## Directions
If a line includes "AssumeRole", copy it out of the entries.

↓↓↓

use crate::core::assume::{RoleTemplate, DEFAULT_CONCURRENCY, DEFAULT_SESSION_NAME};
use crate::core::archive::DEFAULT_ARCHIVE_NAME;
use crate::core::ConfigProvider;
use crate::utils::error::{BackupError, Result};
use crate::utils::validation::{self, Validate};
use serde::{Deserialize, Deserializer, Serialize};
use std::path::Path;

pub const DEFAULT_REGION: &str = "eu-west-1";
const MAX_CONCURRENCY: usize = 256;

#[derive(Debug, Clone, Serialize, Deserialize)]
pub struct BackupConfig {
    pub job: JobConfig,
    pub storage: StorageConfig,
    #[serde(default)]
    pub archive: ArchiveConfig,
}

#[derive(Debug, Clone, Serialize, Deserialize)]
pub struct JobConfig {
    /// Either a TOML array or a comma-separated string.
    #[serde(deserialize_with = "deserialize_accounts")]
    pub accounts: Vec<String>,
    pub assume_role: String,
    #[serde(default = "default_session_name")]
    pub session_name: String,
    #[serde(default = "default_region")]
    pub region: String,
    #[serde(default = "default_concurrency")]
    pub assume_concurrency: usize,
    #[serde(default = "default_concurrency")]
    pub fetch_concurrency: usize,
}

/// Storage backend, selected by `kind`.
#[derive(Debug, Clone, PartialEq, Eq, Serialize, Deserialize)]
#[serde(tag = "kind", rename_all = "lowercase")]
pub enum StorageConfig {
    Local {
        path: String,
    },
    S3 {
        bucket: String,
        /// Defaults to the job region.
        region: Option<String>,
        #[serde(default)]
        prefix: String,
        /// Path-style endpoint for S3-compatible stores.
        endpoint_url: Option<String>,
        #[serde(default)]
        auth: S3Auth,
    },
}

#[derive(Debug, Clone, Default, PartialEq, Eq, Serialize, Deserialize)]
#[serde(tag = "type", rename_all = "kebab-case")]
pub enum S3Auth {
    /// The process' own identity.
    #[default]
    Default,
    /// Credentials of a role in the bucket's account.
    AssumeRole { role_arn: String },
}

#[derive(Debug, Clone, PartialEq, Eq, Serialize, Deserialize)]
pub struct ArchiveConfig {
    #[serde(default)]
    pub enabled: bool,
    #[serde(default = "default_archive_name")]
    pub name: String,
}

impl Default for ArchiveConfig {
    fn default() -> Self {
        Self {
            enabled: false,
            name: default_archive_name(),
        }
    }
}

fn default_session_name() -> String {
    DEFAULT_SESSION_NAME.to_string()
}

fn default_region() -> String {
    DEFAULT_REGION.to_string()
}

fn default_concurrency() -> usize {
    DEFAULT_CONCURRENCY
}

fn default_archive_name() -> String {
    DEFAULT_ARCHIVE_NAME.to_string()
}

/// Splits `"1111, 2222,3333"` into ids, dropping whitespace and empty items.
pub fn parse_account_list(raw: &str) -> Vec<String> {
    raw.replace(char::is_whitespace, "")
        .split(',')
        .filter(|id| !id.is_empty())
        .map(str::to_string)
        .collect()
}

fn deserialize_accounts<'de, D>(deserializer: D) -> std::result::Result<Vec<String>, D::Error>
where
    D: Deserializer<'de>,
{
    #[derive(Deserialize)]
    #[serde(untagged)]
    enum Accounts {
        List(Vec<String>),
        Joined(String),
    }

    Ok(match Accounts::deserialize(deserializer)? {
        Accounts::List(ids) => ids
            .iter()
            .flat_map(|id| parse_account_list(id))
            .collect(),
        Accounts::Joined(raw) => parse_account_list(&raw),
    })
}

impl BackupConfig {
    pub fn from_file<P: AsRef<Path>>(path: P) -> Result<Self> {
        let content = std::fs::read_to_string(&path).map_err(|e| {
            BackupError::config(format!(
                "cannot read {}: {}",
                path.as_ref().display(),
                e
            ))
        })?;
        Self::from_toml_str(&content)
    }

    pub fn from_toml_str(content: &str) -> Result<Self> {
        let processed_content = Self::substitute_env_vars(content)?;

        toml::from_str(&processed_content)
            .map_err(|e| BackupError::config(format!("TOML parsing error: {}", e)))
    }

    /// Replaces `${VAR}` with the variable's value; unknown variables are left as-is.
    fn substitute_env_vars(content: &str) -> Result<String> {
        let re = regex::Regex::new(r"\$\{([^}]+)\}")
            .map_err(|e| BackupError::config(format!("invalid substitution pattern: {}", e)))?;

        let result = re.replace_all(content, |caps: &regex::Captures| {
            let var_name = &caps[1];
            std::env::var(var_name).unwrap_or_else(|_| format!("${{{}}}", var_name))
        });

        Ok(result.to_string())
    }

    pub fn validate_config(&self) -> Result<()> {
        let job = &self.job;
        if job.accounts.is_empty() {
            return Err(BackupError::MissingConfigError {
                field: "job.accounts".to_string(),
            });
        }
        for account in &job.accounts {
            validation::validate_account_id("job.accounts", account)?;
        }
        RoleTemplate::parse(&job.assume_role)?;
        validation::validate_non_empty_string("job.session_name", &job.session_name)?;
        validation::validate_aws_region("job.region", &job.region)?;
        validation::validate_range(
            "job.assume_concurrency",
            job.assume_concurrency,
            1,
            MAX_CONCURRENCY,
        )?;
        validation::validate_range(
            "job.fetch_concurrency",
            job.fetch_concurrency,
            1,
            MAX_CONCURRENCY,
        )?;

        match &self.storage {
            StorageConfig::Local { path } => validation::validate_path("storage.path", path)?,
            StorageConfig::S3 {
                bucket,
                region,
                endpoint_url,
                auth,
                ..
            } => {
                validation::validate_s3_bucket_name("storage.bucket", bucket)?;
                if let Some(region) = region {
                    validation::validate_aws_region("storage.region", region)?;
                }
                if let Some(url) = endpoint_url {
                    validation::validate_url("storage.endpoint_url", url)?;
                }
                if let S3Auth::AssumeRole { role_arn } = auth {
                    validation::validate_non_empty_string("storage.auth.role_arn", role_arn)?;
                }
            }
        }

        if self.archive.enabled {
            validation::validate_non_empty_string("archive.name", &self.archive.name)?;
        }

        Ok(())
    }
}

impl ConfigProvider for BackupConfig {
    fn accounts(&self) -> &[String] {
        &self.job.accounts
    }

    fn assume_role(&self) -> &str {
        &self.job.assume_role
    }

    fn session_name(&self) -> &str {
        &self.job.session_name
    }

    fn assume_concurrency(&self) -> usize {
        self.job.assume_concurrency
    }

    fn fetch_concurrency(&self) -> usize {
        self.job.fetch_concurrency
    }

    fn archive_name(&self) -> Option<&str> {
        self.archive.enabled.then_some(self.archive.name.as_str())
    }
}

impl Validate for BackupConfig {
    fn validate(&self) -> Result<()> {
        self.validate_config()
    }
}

↑↑↑

## Output
    AssumeRole { role_arn: String },
                if let S3Auth::AssumeRole { role_arn } = auth {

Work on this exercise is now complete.